Pax Silica et l’Iran : la guerre pour les terres rares
Pour alimenter cette superintelligence, des ressources matérielles colossales sont nécessaires, en particulier des terres rares et des minéraux critiques. C’est ici que la technologie rejoint la géopolitique mondiale. Les États-Unis ont mis en place l’accord Pax Silica, ralliant des pays comme l’Australie, l’Inde, le Japon, les Émirats Arabes Unis et le Qatar, afin de sécuriser les chaînes d’approvisionnement mondiales au profit de l’infrastructure IA américaine, dans une course effrénée contre la Chine.
« L’économie de la chaîne d’approvisionnement telle que nous la connaissons va disparaître. Ce qui se met en place ressemble à ce que l’on observe dans les gouvernements totalitaires : une fusion entre l’armée, le gouvernement et les entreprises technologiques. »

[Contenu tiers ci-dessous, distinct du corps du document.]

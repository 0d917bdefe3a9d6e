use crate::connection::{Error, OpenSibling, Transport};
use std::time::Duration;
use tracing::{debug, warn};

pub const MAX_ATTEMPTS: u32 = 3;
pub const RETRY_DELAY: Duration = Duration::from_millis(1500);

#[derive(Clone, Copy, Debug, PartialEq, Eq)]
pub struct RetryPolicy {
    /// Total number of tries, including the first one.
    pub max_attempts: u32,
    pub delay: Duration,
}

impl Default for RetryPolicy {
    fn default() -> Self {
        RetryPolicy { max_attempts: MAX_ATTEMPTS, delay: RETRY_DELAY }
    }
}

/// A [`Transport`] that repeats failed transactions.
///
/// Every register operation is attempted up to `max_attempts` times, sleeping `delay` after each
/// failure. Errors that would come back the same on every attempt are returned immediately.
pub struct Retrying<T> {
    inner: T,
    policy: RetryPolicy,
}

impl<T> Retrying<T> {
    pub fn new(inner: T, policy: RetryPolicy) -> Self {
        Self { inner, policy }
    }

    pub fn policy(&self) -> RetryPolicy {
        self.policy
    }

    pub fn get_ref(&self) -> &T {
        &self.inner
    }

    pub fn into_inner(self) -> T {
        self.inner
    }

    async fn attempt<R>(
        &mut self,
        what: &'static str,
        mut operation: impl AsyncFnMut(&mut T) -> Result<R, Error>,
    ) -> Result<R, Error> {
        let mut attempt = 1;
        loop {
            match operation(&mut self.inner).await {
                Ok(result) => return Ok(result),
                Err(error) if attempt < self.policy.max_attempts && error.is_retryable() => {
                    warn!(
                        message = "transaction failed, will retry",
                        what,
                        attempt,
                        error = (&error as &dyn std::error::Error)
                    );
                    tokio::time::sleep(self.policy.delay).await;
                    attempt += 1;
                }
                Err(error) => {
                    debug!(message = "giving up", what, attempt);
                    return Err(error);
                }
            }
        }
    }
}

impl<T: Transport> Retrying<T> {
    /// Reads up to `count` input registers, accepting a reply that stops short.
    ///
    /// Only a reply carrying more than `count` words is treated as a failed attempt.
    pub async fn read_input_registers_up_to(
        &mut self,
        address: u16,
        count: u16,
    ) -> Result<Vec<u16>, Error> {
        self.attempt("read input registers", async |inner: &mut T| {
            let values = inner.read_input_registers(address, count).await?;
            if values.len() > usize::from(count) {
                return Err(Error::UnexpectedResponse("register count"));
            }
            Ok(values)
        })
        .await
    }
}

impl<T: Transport> Transport for Retrying<T> {
    /// A reply that does not carry exactly `count` words is a failed attempt.
    async fn read_input_registers(&mut self, address: u16, count: u16) -> Result<Vec<u16>, Error> {
        self.attempt("read input registers", async |inner: &mut T| {
            let values = inner.read_input_registers(address, count).await?;
            if values.len() != usize::from(count) {
                return Err(Error::UnexpectedResponse("register count"));
            }
            Ok(values)
        })
        .await
    }

    async fn write_holding_register(&mut self, address: u16, value: u16) -> Result<(), Error> {
        self.attempt("write holding register", async |inner: &mut T| {
            inner.write_holding_register(address, value).await
        })
        .await
    }

    async fn write_holding_registers(&mut self, address: u16, values: &[u16]) -> Result<(), Error> {
        self.attempt("write holding registers", async |inner: &mut T| {
            inner.write_holding_registers(address, values).await
        })
        .await
    }
}

impl<T: OpenSibling> OpenSibling for Retrying<T> {
    fn slave_address(&self) -> u8 {
        self.inner.slave_address()
    }

    fn open_sibling(&self, slave_address: u8) -> Result<Self, Error> {
        Ok(Retrying::new(self.inner.open_sibling(slave_address)?, self.policy))
    }
}

#[cfg(test)]
mod tests {
    use super::*;
    use std::collections::VecDeque;
    use tokio::time::Instant;

    /// Answers reads from a script of outcomes, recording when each attempt was made.
    struct Scripted {
        outcomes: VecDeque<Result<Vec<u16>, Error>>,
        attempts: Vec<Instant>,
    }

    impl Scripted {
        fn new(outcomes: impl IntoIterator<Item = Result<Vec<u16>, Error>>) -> Self {
            Scripted { outcomes: outcomes.into_iter().collect(), attempts: Vec::new() }
        }
    }

    impl Transport for Scripted {
        async fn read_input_registers(&mut self, _: u16, _: u16) -> Result<Vec<u16>, Error> {
            self.attempts.push(Instant::now());
            self.outcomes.pop_front().unwrap_or(Err(Error::Closed))
        }

        async fn write_holding_register(&mut self, _: u16, _: u16) -> Result<(), Error> {
            self.read_input_registers(0, 1).await.map(drop)
        }

        async fn write_holding_registers(&mut self, _: u16, _: &[u16]) -> Result<(), Error> {
            self.read_input_registers(0, 1).await.map(drop)
        }
    }

    fn timeout() -> Error {
        Error::Timeout(Duration::from_secs(1))
    }

    #[tokio::test(start_paused = true)]
    async fn gives_up_after_three_attempts() {
        let mut transport = Retrying::new(
            Scripted::new([Err(timeout()), Err(timeout()), Err(timeout()), Ok(vec![1])]),
            RetryPolicy::default(),
        );
        let started = Instant::now();
        let error = transport.read_input_registers(0, 1).await.unwrap_err();
        assert!(matches!(error, Error::Timeout(_)));
        let attempts = &transport.get_ref().attempts;
        assert_eq!(attempts.len(), 3);
        assert_eq!(attempts[1] - attempts[0], RETRY_DELAY);
        assert_eq!(attempts[2] - attempts[1], RETRY_DELAY);
        // no delay after the final failure
        assert_eq!(started.elapsed(), Duration::from_secs(3));
    }

    #[tokio::test(start_paused = true)]
    async fn recovers_within_the_attempt_budget() {
        let mut transport = Retrying::new(
            Scripted::new([Err(timeout()), Err(Error::Closed), Ok(vec![7, 8])]),
            RetryPolicy::default(),
        );
        assert_eq!(transport.read_input_registers(0, 2).await.unwrap(), [7, 8]);
        assert_eq!(transport.get_ref().attempts.len(), 3);
    }

    #[tokio::test(start_paused = true)]
    async fn wrong_register_count_is_retried() {
        let mut transport = Retrying::new(
            Scripted::new([Ok(vec![0; 5]), Ok(vec![0; 7]), Ok(vec![0; 5]), Ok(vec![0; 6])]),
            RetryPolicy::default(),
        );
        let error = transport.read_input_registers(0, 6).await.unwrap_err();
        assert!(matches!(error, Error::UnexpectedResponse("register count")));
        assert_eq!(transport.get_ref().attempts.len(), 3);
    }

    #[tokio::test(start_paused = true)]
    async fn short_reply_recovers_on_retry() {
        let mut transport = Retrying::new(
            Scripted::new([Ok(vec![0; 5]), Ok(vec![1, 2, 3, 4, 5, 6])]),
            RetryPolicy::default(),
        );
        assert_eq!(transport.read_input_registers(0, 6).await.unwrap(), [1, 2, 3, 4, 5, 6]);
        assert_eq!(transport.get_ref().attempts.len(), 2);
    }

    #[tokio::test(start_paused = true)]
    async fn partial_read_accepts_a_short_reply() {
        let mut transport = Retrying::new(
            Scripted::new([Ok(vec![0; 7]), Ok(vec![0; 4])]),
            RetryPolicy::default(),
        );
        assert_eq!(transport.read_input_registers_up_to(0, 6).await.unwrap().len(), 4);
        assert_eq!(transport.get_ref().attempts.len(), 2);
    }

    #[tokio::test(start_paused = true)]
    async fn illegal_address_is_not_retried() {
        let mut transport = Retrying::new(
            Scripted::new([Err(Error::Exception(2)), Ok(vec![1])]),
            RetryPolicy::default(),
        );
        let error = transport.write_holding_register(0, 1).await.unwrap_err();
        assert!(matches!(error, Error::Exception(2)));
        assert_eq!(transport.get_ref().attempts.len(), 1);
    }

    #[tokio::test(start_paused = true)]
    async fn busy_device_is_retried() {
        let mut transport = Retrying::new(
            Scripted::new([Err(Error::Exception(6)), Ok(vec![1])]),
            RetryPolicy { max_attempts: 2, delay: Duration::from_millis(10) },
        );
        transport.write_holding_registers(0, &[1, 2]).await.unwrap();
        assert_eq!(transport.into_inner().attempts.len(), 2);
    }
}
use clap::Parser as _;
use daikin_d3net_tools::commands;
use tracing_subscriber::{layer::SubscriberExt as _, util::SubscriberInitExt as _};

/// Query and control indoor units behind a Daikin DIII-NET Modbus adapter.
#[derive(clap::Parser)]
#[clap(version, about, author)]
struct Cli {
    #[clap(flatten)]
    args: commands::Args,
}

#[derive(thiserror::Error, Debug)]
enum Error {
    #[error("could not parse the {1} filter")]
    LogFilter(#[source] Box<dyn std::error::Error + Send + Sync>, &'static str),
    #[error("could not start the async runtime")]
    Runtime(#[source] std::io::Error),
    #[error(transparent)]
    Command(#[from] commands::Error),
}

fn end<E: std::error::Error>(r: Result<(), E>) {
    std::process::exit(match r {
        Ok(_) => 0,
        Err(e) => {
            eprintln!("error: {e}");
            let mut cause = e.source();
            while let Some(e) = cause {
                eprintln!("  because: {e}");
                cause = e.source();
            }
            1
        }
    });
}

const LOG_VARIABLE: &str = "DAIKIN_D3NET_LOG";

fn run(cli: Cli) -> Result<(), Error> {
    let filter_description = std::env::var(LOG_VARIABLE).unwrap_or_else(|_| "warn".to_string());
    let filter = filter_description
        .parse::<tracing_subscriber::filter::targets::Targets>()
        .map_err(|e| Error::LogFilter(e.into(), LOG_VARIABLE))?;
    tracing_subscriber::registry()
        .with(tracing_subscriber::fmt::layer().with_writer(std::io::stderr))
        .with(filter)
        .init();
    let runtime = tokio::runtime::Builder::new_current_thread()
        .enable_all()
        .build()
        .map_err(Error::Runtime)?;
    Ok(runtime.block_on(commands::run(cli.args))?)
}

fn main() {
    end(run(Cli::parse()))
}
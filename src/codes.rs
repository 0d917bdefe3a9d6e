//! Coded sub-fields of the adapter's register words.
//!
//! Every field is kept as the raw code read from the wire together with its interpretation.
//! Codes the adapter documentation does not define are kept as-is, but without a label.

/// A closed set of codes a register sub-field may hold.
pub trait Code: Copy {
    fn code(self) -> u16;
    fn from_code(code: u16) -> Option<Self>;
    fn label(self) -> &'static str;
}

macro_rules! code_enum {
    (
        $(#[$meta:meta])*
        $vis:vis enum $name:ident {
            $($variant:ident = $value:literal => $label:literal),* $(,)?
        }
    ) => {
        #[derive(
            Clone,
            Copy,
            Debug,
            PartialEq,
            Eq,
            strum::FromRepr,
            strum::IntoStaticStr,
            strum::EnumString,
            strum::VariantNames,
        )]
        #[repr(u16)]
        $(#[$meta])*
        $vis enum $name {
            $(#[strum(serialize = $label)] $variant = $value),*
        }

        impl $crate::codes::Code for $name {
            fn code(self) -> u16 {
                self as u16
            }
            fn from_code(code: u16) -> Option<Self> {
                Self::from_repr(code)
            }
            fn label(self) -> &'static str {
                self.into()
            }
        }

        impl std::fmt::Display for $name {
            fn fmt(&self, f: &mut std::fmt::Formatter<'_>) -> std::fmt::Result {
                f.write_str($crate::codes::Code::label(*self))
            }
        }
    };
}

code_enum! {
    pub enum Power {
        Off = 0 => "off",
        On = 1 => "on",
    }
}

code_enum! {
    pub enum ForcedOff {
        NotForced = 0 => "none",
        ForcedOff = 1 => "forced off",
    }
}

code_enum! {
    /// Louver position. Code 5 is not assigned.
    pub enum FanDirection {
        P0 = 0 => "p0",
        P1 = 1 => "p1",
        P2 = 2 => "p2",
        P3 = 3 => "p3",
        P4 = 4 => "p4",
        Stop = 6 => "stop",
        Swing = 7 => "swing",
    }
}

code_enum! {
    pub enum FanVolume {
        Low = 1 => "low",
        Medium = 3 => "medium",
        High = 5 => "high",
    }
}

code_enum! {
    pub enum OperatingMode {
        Fan = 0 => "fan",
        Heating = 1 => "heating",
        Cooling = 2 => "cooling",
        Auto = 3 => "auto",
        Dry = 7 => "dry",
    }
}

code_enum! {
    /// Written as a control value, `Fan` means "don't care".
    pub enum OperatingStatus {
        Fan = 0 => "fan",
        Heating = 1 => "heating",
        Cooling = 2 => "cooling",
    }
}

code_enum! {
    pub enum MasterSlave {
        NotDecided = 0 => "not decided",
        Slave = 1 => "slave",
        Master = 2 => "master",
    }
}

code_enum! {
    pub enum FilterSign {
        Off = 0 => "off",
        On = 1 => "on",
    }
}

code_enum! {
    pub enum Malfunction {
        Normal = 0 => "normal",
        Malfunction = 1 => "malfunction",
    }
}

code_enum! {
    pub enum Warning {
        Normal = 0 => "normal",
        Warning = 1 => "warning",
    }
}

code_enum! {
    pub enum SensorError {
        Normal = 0 => "normal",
        Failed = 1 => "error",
    }
}

code_enum! {
    pub enum SensorData {
        NotYet = 0 => "not yet",
        Received = 1 => "received",
    }
}

code_enum! {
    pub enum Presence {
        NotExist = 0 => "not exist",
        Exist = 1 => "exist",
    }
}

code_enum! {
    pub enum Readiness {
        NotReady = 0 => "not ready",
        Ready = 1 => "ready",
    }
}

code_enum! {
    pub enum Connection {
        Unconnected = 0 => "unconnected",
        Connected = 1 => "connected",
    }
}

code_enum! {
    pub enum Communication {
        Failed = 0 => "communication error",
        Normal = 1 => "normal",
    }
}

/// A raw sub-field code with its interpretation, if the code is a known one.
#[derive(Clone, Copy, Debug, PartialEq, Eq)]
pub struct Coded<T> {
    pub code: u16,
    pub value: Option<T>,
}

impl<T: Code> Coded<T> {
    pub fn decode(code: u16) -> Self {
        Coded { code, value: T::from_code(code) }
    }

    pub fn label(&self) -> Option<&'static str> {
        self.value.map(Code::label)
    }
}

impl<T: Code> std::fmt::Display for Coded<T> {
    fn fmt(&self, f: &mut std::fmt::Formatter<'_>) -> std::fmt::Result {
        match self.label() {
            Some(label) => f.write_str(label),
            None => write!(f, "unknown ({})", self.code),
        }
    }
}

impl<T: Code> serde::Serialize for Coded<T> {
    fn serialize<S: serde::Serializer>(&self, serializer: S) -> Result<S::Ok, S::Error> {
        use serde::ser::SerializeStruct as _;
        let mut s = serializer.serialize_struct("Coded", 2)?;
        s.serialize_field("code", &self.code)?;
        s.serialize_field("text", &self.label())?;
        s.end()
    }
}

#[cfg(test)]
mod tests {
    use super::*;

    #[test]
    fn known_codes_are_labelled() {
        assert_eq!(Coded::<FanVolume>::decode(1).label(), Some("low"));
        assert_eq!(Coded::<FanVolume>::decode(5).value, Some(FanVolume::High));
        assert_eq!(Coded::<OperatingMode>::decode(7).label(), Some("dry"));
        assert_eq!(Coded::<FanDirection>::decode(7).label(), Some("swing"));
        assert_eq!(Coded::<MasterSlave>::decode(2).label(), Some("master"));
    }

    #[test]
    fn unknown_codes_keep_the_code() {
        let volume = Coded::<FanVolume>::decode(2);
        assert_eq!(volume.code, 2);
        assert_eq!(volume.label(), None);
        assert_eq!(volume.to_string(), "unknown (2)");
        assert_eq!(Coded::<FanDirection>::decode(5).value, None);
        assert_eq!(Coded::<OperatingMode>::decode(6).value, None);
        assert_eq!(Coded::<MasterSlave>::decode(3).value, None);
    }

    #[test]
    fn labels_parse_back() {
        assert_eq!("cooling".parse::<OperatingMode>().unwrap(), OperatingMode::Cooling);
        assert_eq!("medium".parse::<FanVolume>().unwrap(), FanVolume::Medium);
        assert_eq!("p3".parse::<FanDirection>().unwrap(), FanDirection::P3);
        assert!("turbo".parse::<FanVolume>().is_err());
    }

    #[test]
    fn serializes_code_and_text() {
        let json = serde_json::to_value(Coded::<Power>::decode(1)).unwrap();
        assert_eq!(json, serde_json::json!({ "code": 1, "text": "on" }));
        let json = serde_json::to_value(Coded::<FanVolume>::decode(0)).unwrap();
        assert_eq!(json, serde_json::json!({ "code": 0, "text": null }));
    }
}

Cette soif de ressources éclaire sous un jour nouveau les récents conflits internationaux. La découverte de vastes gisements de terres rares en Iran entre 2024 et 2025 explique en grande partie l’intensification des frappes militaires et des tensions dans la région. De la même manière, les tentatives de changement de régime au Venezuela ou les acquisitions forcées de mines de lithium sur le sol américain obéissent à cette même logique : s’accaparer les minéraux critiques par tous les moyens nécessaires.
Un réseau d’influence tentaculaire
Derrière cette restructuration mondiale, on retrouve un petit groupe d’individus ultra-connectés, souvent issus de la « Mafia PayPal ». Des figures comme David Sacks (nommé « Tsar de l’IA »), Jacob Helberg (architecte de la politique économique face à la Chine et de la vente forcée de TikTok), ou encore Peter Thiel (fondateur de Palantir), naviguent constamment entre les fonds d’investissement de la Silicon Valley et les plus hautes sphères de l’État.
Le DOGE, aujourd’hui officiellement démantelé, n’était qu’une phase de test de 180 jours. Ses opérations ont depuis été transférées vers d’autres entités, comme le National Design Studio, discrètement transformé en hub de développement technologique. L’objectif final semble clair : instaurer un nouvel ordre mondial où les frontières entre les entreprises privées, l’armée et le gouvernement s’effacent au profit d’une intelligence artificielle toute-puissante.